Another strength of this approach is that it explains cultural differences in behaviour. This theory can explain how people living in Nigeria behave differently to people living in England, for example, because it says our behaviour is through learning from those around us and the societies in which we live. This has been a useful concept in understanding why children from different countries act differently, for example how they come to understand their gender role.
A final strength of the social learning theory approach is that it shows the importance of cognitive factors in learning. Conditioning alone, whether it operant, classical, or both, cannot provide a good enough explanation for behaviour. Humans and animals alike learn and remember behaviours which they should do. For example, from a young child children learn from their older sibling’s mistakes and therefore avoid doing that punished behaviour.
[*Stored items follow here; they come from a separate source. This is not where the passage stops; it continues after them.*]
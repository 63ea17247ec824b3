//! Collision query configuration.

use serde::{Deserialize, Serialize};
use voxray_core::constants::MAX_OCTREE_DEPTH;

/// Collision query configuration.
#[derive(Clone, Copy, Debug, PartialEq, Eq, Serialize, Deserialize)]
#[serde(default)]
pub struct CollisionConfig {
    /// Deepest level a query may descend to (root = 0). Deeper trees are
    /// reported as malformed.
    pub max_depth: u32,
}

impl Default for CollisionConfig {
    fn default() -> Self {
        Self {
            max_depth: MAX_OCTREE_DEPTH,
        }
    }
}

impl CollisionConfig {
    #[must_use]
    pub const fn with_max_depth(mut self, max_depth: u32) -> Self {
        self.max_depth = max_depth;
        self
    }
}
//! Recursive ray traversal of an octree.

use std::sync::{Arc, Weak};

use glam::Vec3;
use voxray_core::Ray;
use voxray_world::{Cube, CubeId, Octree};

use crate::config::CollisionConfig;
use crate::error::{CollisionError, Result};
use crate::hit::{sort_by_distance, CollisionData, HitSet};
use crate::primitives::{box_intersect, sphere_intersect};
use crate::probe::PrimitiveCounter;

/// Nearest leaf hit by `ray` below `root`.
///
/// Returns `Ok(None)` if nothing is hit, `root` does not resolve, or the ray
/// has no direction. Errors only for malformed trees.
#[cfg_attr(
    feature = "profiling-tracy",
    tracing::instrument(level = "trace", skip_all)
)]
pub fn cast_ray(
    tree: &Octree,
    root: CubeId,
    ray: &Ray,
    config: &CollisionConfig,
) -> Result<Option<CollisionData>> {
    Traversal::new(tree, ray, config, None).nearest_from(root)
}

/// Every leaf hit by `ray` below `root`, nearest first.
#[cfg_attr(
    feature = "profiling-tracy",
    tracing::instrument(level = "trace", skip_all)
)]
pub fn cast_ray_all(
    tree: &Octree,
    root: CubeId,
    ray: &Ray,
    config: &CollisionConfig,
) -> Result<Vec<CollisionData>> {
    Traversal::new(tree, ray, config, None).all_from(root)
}

/// [`cast_ray`] that records every primitive test in `probe`.
pub fn cast_ray_probed(
    tree: &Octree,
    root: CubeId,
    ray: &Ray,
    config: &CollisionConfig,
    probe: &PrimitiveCounter,
) -> Result<Option<CollisionData>> {
    Traversal::new(tree, ray, config, Some(probe)).nearest_from(root)
}

struct Traversal<'a> {
    tree: &'a Octree,
    ray: &'a Ray,
    config: &'a CollisionConfig,
    probe: Option<&'a PrimitiveCounter>,
}

impl<'a> Traversal<'a> {
    const fn new(
        tree: &'a Octree,
        ray: &'a Ray,
        config: &'a CollisionConfig,
        probe: Option<&'a PrimitiveCounter>,
    ) -> Self {
        Self {
            tree,
            ray,
            config,
            probe,
        }
    }

    fn resolve_root(&self, root: CubeId) -> Option<&'a Cube> {
        if self.ray.is_degenerate() {
            tracing::trace!(origin = ?self.ray.origin, "Ray has no direction");
            return None;
        }
        let cube = self.tree.cube(root);
        if cube.is_none() {
            tracing::trace!(?root, "Root cube no longer exists");
        }
        cube
    }

    fn nearest_from(&self, root: CubeId) -> Result<Option<CollisionData>> {
        match self.resolve_root(root) {
            Some(cube) => self.nearest(root, cube, 0),
            None => Ok(None),
        }
    }

    fn all_from(&self, root: CubeId) -> Result<Vec<CollisionData>> {
        let mut hits = Vec::new();
        if let Some(cube) = self.resolve_root(root) {
            self.collect(root, cube, 0, &mut hits)?;
        }
        sort_by_distance(&mut hits, self.ray.origin);
        Ok(hits)
    }

    /// Sphere test first, box test only if the sphere is hit.
    fn enters(&self, id: CubeId, cube: &Cube) -> bool {
        let Ray { origin, direction } = *self.ray;
        let half = cube.size() * 0.5;

        if let Some(probe) = self.probe {
            probe.record_sphere(id);
        }
        if !sphere_intersect(origin, direction, cube.center(), half * half) {
            return false;
        }

        if let Some(probe) = self.probe {
            probe.record_box(id);
        }
        box_intersect(cube.bounding_box(), origin, direction)
    }

    /// Runs `visit` on every non-empty child of `id`, in octant order.
    fn for_each_child(
        &self,
        id: CubeId,
        mut visit: impl FnMut(CubeId, &'a Cube) -> Result<()>,
    ) -> Result<()> {
        for (child_id, child) in self.tree.children(id) {
            if !child.is_empty() {
                visit(child_id, child)?;
            }
        }
        Ok(())
    }

    fn check_depth(&self, depth: u32) -> Result<()> {
        if depth > self.config.max_depth {
            return Err(CollisionError::DepthExceeded {
                max_depth: self.config.max_depth,
            });
        }
        Ok(())
    }

    fn nearest(&self, id: CubeId, cube: &Cube, depth: u32) -> Result<Option<CollisionData>> {
        self.check_depth(depth)?;

        // Empty cubes have no geometry below them.
        if cube.is_empty() || !self.enters(id, cube) {
            return Ok(None);
        }

        if cube.is_leaf() {
            return Ok(Some(CollisionData::new(id, cube)));
        }

        let mut hits = HitSet::new();
        self.for_each_child(id, |child_id, child| {
            if let Some(hit) = self.nearest(child_id, child, depth + 1)? {
                hits.push(hit);
            }
            Ok(())
        })?;

        Ok(hits.nearest(self.ray.origin))
    }

    fn collect(
        &self,
        id: CubeId,
        cube: &Cube,
        depth: u32,
        hits: &mut Vec<CollisionData>,
    ) -> Result<()> {
        self.check_depth(depth)?;

        if cube.is_empty() || !self.enters(id, cube) {
            return Ok(());
        }

        if cube.is_leaf() {
            hits.push(CollisionData::new(id, cube));
            return Ok(());
        }
        self.for_each_child(id, |child_id, child| {
            self.collect(child_id, child, depth + 1, hits)
        })
    }
}

/// Ray picking against one octree world.
///
/// Holds only a weak reference to the tree. If the tree has been dropped or
/// replaced, or the root cube removed, queries report no collision.
#[derive(Clone, Debug)]
pub struct OctreeCollision {
    tree: Weak<Octree>,
    root: CubeId,
    config: CollisionConfig,
}

impl OctreeCollision {
    /// Query the whole of `tree`, starting at its root.
    pub fn new(tree: &Arc<Octree>) -> Self {
        Self::from_weak(Arc::downgrade(tree), tree.root())
    }

    /// Query the subtree below `root`.
    pub fn from_weak(tree: Weak<Octree>, root: CubeId) -> Self {
        Self {
            tree,
            root,
            config: CollisionConfig::default(),
        }
    }

    #[must_use]
    pub fn with_config(mut self, config: CollisionConfig) -> Self {
        self.config = config;
        self
    }

    pub const fn root(&self) -> CubeId {
        self.root
    }

    pub const fn config(&self) -> &CollisionConfig {
        &self.config
    }

    /// Nearest hit for a camera at `position` looking along `direction`.
    ///
    /// # Panics
    ///
    /// In debug builds, if the tree violates an invariant. Release builds log
    /// the violation and report no collision.
    pub fn check_for_collision(&self, position: Vec3, direction: Vec3) -> Option<CollisionData> {
        self.try_check_for_collision(position, direction)
            .unwrap_or_else(aborted)
    }

    /// Every leaf hit, nearest first. Panics like
    /// [`check_for_collision`](Self::check_for_collision).
    pub fn check_for_collisions(&self, position: Vec3, direction: Vec3) -> Vec<CollisionData> {
        self.try_check_for_collisions(position, direction)
            .unwrap_or_else(aborted)
    }

    /// Like [`check_for_collision`](Self::check_for_collision) but reports
    /// malformed trees instead of treating them as a miss.
    pub fn try_check_for_collision(
        &self,
        position: Vec3,
        direction: Vec3,
    ) -> Result<Option<CollisionData>> {
        let Some(tree) = self.upgrade() else {
            return Ok(None);
        };
        cast_ray(&tree, self.root, &Ray::new(position, direction), &self.config)
    }

    pub fn try_check_for_collisions(
        &self,
        position: Vec3,
        direction: Vec3,
    ) -> Result<Vec<CollisionData>> {
        let Some(tree) = self.upgrade() else {
            return Ok(Vec::new());
        };
        cast_ray_all(&tree, self.root, &Ray::new(position, direction), &self.config)
    }

    fn upgrade(&self) -> Option<Arc<Octree>> {
        let tree = self.tree.upgrade();
        if tree.is_none() {
            tracing::trace!("Octree no longer available");
        }
        tree
    }
}

/// Fails fast in debug builds, degrades to "no collision" in release.
fn aborted<T: Default>(err: CollisionError) -> T {
    tracing::warn!(%err, "Octree collision query aborted");
    debug_assert!(false, "octree collision query aborted: {err}");
    T::default()
}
Bandura observed a similar thing with his bobo doll, as when children were shown an adult hitting a bobo doll and getting away with it, they repeated the behaviour, however when they saw an adult getting in trouble for it, they didn’t. Therefore, this is a strength because it provides a more comprehensive and detailed explanation of behaviour.
However, a weakness of the SLT approach is that it over-relies on evidence from lab studies. Many of the ideas that Bandura developed were all tested through lab studies, and not real life situations. Studies done in labs can often not be a true reflection of what the researcher is investigating because of this. For example, the children in Bandura’s bobo doll experiment may have understood that as they were not in a real-life situation – being shown a video of an aggressive adult, for example – they were supposed to copy the behaviours of the adult or they may have acted the way they thought they were supposed to. Therefore, the research may tell us little about how the children truly would have behaved.
A final evaluation point of this approach is the weakness that the SLT underestimates the influence of biological factors. Little reference to biological factors are mentioned by Bandura in this approach. However, we can see from his studies that biology does take a toll. For example, boys were found to be more aggressive towards the bobo doll, however we know that testosterone is a hormone found naturally in males, that makes them more aggressive by nature. Therefore, we cannot put down their behaviour entirely to learning, as biology must play a role in it.